TASK DETAILS:
Repeat the entries below in full, with every character unchanged.
· · ·
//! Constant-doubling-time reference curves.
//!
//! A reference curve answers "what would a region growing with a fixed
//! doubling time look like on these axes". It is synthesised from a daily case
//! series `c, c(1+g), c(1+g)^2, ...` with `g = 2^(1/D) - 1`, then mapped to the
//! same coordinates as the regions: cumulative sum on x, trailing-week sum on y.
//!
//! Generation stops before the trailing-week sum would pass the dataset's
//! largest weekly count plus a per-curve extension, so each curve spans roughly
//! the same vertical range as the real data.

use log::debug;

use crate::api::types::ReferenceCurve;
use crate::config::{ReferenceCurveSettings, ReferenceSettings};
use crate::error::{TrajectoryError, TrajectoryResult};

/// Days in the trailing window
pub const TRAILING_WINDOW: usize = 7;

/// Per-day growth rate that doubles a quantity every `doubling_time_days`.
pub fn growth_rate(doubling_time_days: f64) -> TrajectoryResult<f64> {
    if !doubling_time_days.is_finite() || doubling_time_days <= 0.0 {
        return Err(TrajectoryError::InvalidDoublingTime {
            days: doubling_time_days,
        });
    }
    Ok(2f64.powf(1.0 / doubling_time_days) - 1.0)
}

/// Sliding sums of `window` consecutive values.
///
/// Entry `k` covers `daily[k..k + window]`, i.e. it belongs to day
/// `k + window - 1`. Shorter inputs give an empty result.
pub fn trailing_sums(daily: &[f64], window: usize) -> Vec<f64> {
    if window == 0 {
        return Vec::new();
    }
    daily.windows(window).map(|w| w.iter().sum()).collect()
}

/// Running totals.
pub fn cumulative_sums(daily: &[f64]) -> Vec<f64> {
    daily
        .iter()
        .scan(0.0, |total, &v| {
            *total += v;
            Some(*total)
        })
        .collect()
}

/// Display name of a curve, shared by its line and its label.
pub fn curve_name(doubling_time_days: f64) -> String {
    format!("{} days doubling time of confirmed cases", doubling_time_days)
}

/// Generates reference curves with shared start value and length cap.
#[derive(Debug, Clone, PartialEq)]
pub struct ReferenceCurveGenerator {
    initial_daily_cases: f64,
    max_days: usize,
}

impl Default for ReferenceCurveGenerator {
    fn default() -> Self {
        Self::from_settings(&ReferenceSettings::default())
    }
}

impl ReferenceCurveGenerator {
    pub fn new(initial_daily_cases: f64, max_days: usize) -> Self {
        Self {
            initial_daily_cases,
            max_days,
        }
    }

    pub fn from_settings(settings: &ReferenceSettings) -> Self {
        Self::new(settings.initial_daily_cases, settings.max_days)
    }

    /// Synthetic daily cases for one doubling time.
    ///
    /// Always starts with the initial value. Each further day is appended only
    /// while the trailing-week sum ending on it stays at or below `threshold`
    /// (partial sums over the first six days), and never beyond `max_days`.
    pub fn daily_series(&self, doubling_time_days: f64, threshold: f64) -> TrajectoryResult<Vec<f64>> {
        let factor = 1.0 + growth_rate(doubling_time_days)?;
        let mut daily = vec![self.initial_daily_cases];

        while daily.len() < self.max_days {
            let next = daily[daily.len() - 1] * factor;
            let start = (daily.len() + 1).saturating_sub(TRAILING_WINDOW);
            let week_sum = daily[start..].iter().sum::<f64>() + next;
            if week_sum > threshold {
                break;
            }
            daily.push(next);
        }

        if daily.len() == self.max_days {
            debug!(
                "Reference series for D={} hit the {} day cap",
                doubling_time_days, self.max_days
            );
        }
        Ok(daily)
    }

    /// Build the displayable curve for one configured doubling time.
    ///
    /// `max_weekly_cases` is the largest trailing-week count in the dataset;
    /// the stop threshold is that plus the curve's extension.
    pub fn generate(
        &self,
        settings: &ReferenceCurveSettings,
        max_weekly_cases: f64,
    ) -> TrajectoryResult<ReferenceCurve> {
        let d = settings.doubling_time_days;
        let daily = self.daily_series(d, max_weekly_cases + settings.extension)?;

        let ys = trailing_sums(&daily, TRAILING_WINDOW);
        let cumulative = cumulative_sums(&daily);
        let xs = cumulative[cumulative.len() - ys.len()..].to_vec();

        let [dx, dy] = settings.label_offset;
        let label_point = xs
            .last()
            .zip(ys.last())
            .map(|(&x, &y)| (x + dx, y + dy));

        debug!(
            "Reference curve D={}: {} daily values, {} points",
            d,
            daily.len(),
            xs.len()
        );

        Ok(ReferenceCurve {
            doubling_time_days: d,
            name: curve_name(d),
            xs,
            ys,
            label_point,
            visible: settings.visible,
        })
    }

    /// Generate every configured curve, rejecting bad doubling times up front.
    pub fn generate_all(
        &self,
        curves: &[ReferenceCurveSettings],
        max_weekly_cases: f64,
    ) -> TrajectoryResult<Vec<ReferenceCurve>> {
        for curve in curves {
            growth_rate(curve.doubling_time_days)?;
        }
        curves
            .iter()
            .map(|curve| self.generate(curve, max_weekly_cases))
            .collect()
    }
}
· · ·
RESULT FOR THIS TASK:
//! Constant-doubling-time reference curves.
//!
//! A reference curve answers "what would a region growing with a fixed
//! doubling time look like on these axes". It is synthesised from a daily case
//! series `c, c(1+g), c(1+g)^2, ...` with `g = 2^(1/D) - 1`, then mapped to the
//! same coordinates as the regions: cumulative sum on x, trailing-week sum on y.
//!
//! Generation stops before the trailing-week sum would pass the dataset's
//! largest weekly count plus a per-curve extension, so each curve spans roughly
//! the same vertical range as the real data.

use log::debug;

use crate::api::types::ReferenceCurve;
use crate::config::{ReferenceCurveSettings, ReferenceSettings};
use crate::error::{TrajectoryError, TrajectoryResult};

/// Days in the trailing window
pub const TRAILING_WINDOW: usize = 7;

/// Per-day growth rate that doubles a quantity every `doubling_time_days`.
pub fn growth_rate(doubling_time_days: f64) -> TrajectoryResult<f64> {
    if !doubling_time_days.is_finite() || doubling_time_days <= 0.0 {
        return Err(TrajectoryError::InvalidDoublingTime {
            days: doubling_time_days,
        });
    }
    Ok(2f64.powf(1.0 / doubling_time_days) - 1.0)
}

/// Sliding sums of `window` consecutive values.
///
/// Entry `k` covers `daily[k..k + window]`, i.e. it belongs to day
/// `k + window - 1`. Shorter inputs give an empty result.
pub fn trailing_sums(daily: &[f64], window: usize) -> Vec<f64> {
    if window == 0 {
        return Vec::new();
    }
    daily.windows(window).map(|w| w.iter().sum()).collect()
}

/// Running totals.
pub fn cumulative_sums(daily: &[f64]) -> Vec<f64> {
    daily
        .iter()
        .scan(0.0, |total, &v| {
            *total += v;
            Some(*total)
        })
        .collect()
}

/// Display name of a curve, shared by its line and its label.
pub fn curve_name(doubling_time_days: f64) -> String {
    format!("{} days doubling time of confirmed cases", doubling_time_days)
}

/// Generates reference curves with shared start value and length cap.
#[derive(Debug, Clone, PartialEq)]
pub struct ReferenceCurveGenerator {
    initial_daily_cases: f64,
    max_days: usize,
}

impl Default for ReferenceCurveGenerator {
    fn default() -> Self {
        Self::from_settings(&ReferenceSettings::default())
    }
}

impl ReferenceCurveGenerator {
    pub fn new(initial_daily_cases: f64, max_days: usize) -> Self {
        Self {
            initial_daily_cases,
            max_days,
        }
    }

    pub fn from_settings(settings: &ReferenceSettings) -> Self {
        Self::new(settings.initial_daily_cases, settings.max_days)
    }

    /// Synthetic daily cases for one doubling time.
    ///
    /// Always starts with the initial value. Each further day is appended only
    /// while the trailing-week sum ending on it stays at or below `threshold`
    /// (partial sums over the first six days), and never beyond `max_days`.
    pub fn daily_series(&self, doubling_time_days: f64, threshold: f64) -> TrajectoryResult<Vec<f64>> {
        let factor = 1.0 + growth_rate(doubling_time_days)?;
        let mut daily = vec![self.initial_daily_cases];

        while daily.len() < self.max_days {
            let next = daily[daily.len() - 1] * factor;
            let start = (daily.len() + 1).saturating_sub(TRAILING_WINDOW);
            let week_sum = daily[start..].iter().sum::<f64>() + next;
            if week_sum > threshold {
                break;
            }
            daily.push(next);
        }

        if daily.len() == self.max_days {
            debug!(
                "Reference series for D={} hit the {} day cap",
                doubling_time_days, self.max_days
            );
        }
        Ok(daily)
    }

    /// Build the displayable curve for one configured doubling time.
    ///
    /// `max_weekly_cases` is the largest trailing-week count in the dataset;
    /// the stop threshold is that plus the curve's extension.
    pub fn generate(
        &self,
        settings: &ReferenceCurveSettings,
        max_weekly_cases: f64,
    ) -> TrajectoryResult<ReferenceCurve> {
        let d = settings.doubling_time_days;
        let daily = self.daily_series(d, max_weekly_cases + settings.extension)?;

        let ys = trailing_sums(&daily, TRAILING_WINDOW);
        let cumulative = cumulative_sums(&daily);
        let xs = cumulative[cumulative.len() - ys.len()..].to_vec();

        let [dx, dy] = settings.label_offset;
        let label_point = xs
            .last()
            .zip(ys.last())
            .map(|(&x, &y)| (x + dx, y + dy));

        debug!(
            "Reference curve D={}: {} daily values, {} points",
            d,
            daily.len(),
            xs.len()
        );

        Ok(ReferenceCurve {
            doubling_time_days: d,
            name: curve_name(d),
            xs,
            ys,
            label_point,
            visible: settings.visible,
        })
    }

    /// Generate every configured curve, rejecting bad doubling times up front.
    pub fn generate_all(
        &self,
        curves: &[ReferenceCurveSettings],
        max_weekly_cases: f64,
    ) -> TrajectoryResult<Vec<ReferenceCurve>> {
        for curve in curves {
            growth_rate(curve.doubling_time_days)?;
        }
        curves
            .iter()
            .map(|curve| self.generate(curve, max_weekly_cases))
            .collect()
    }
}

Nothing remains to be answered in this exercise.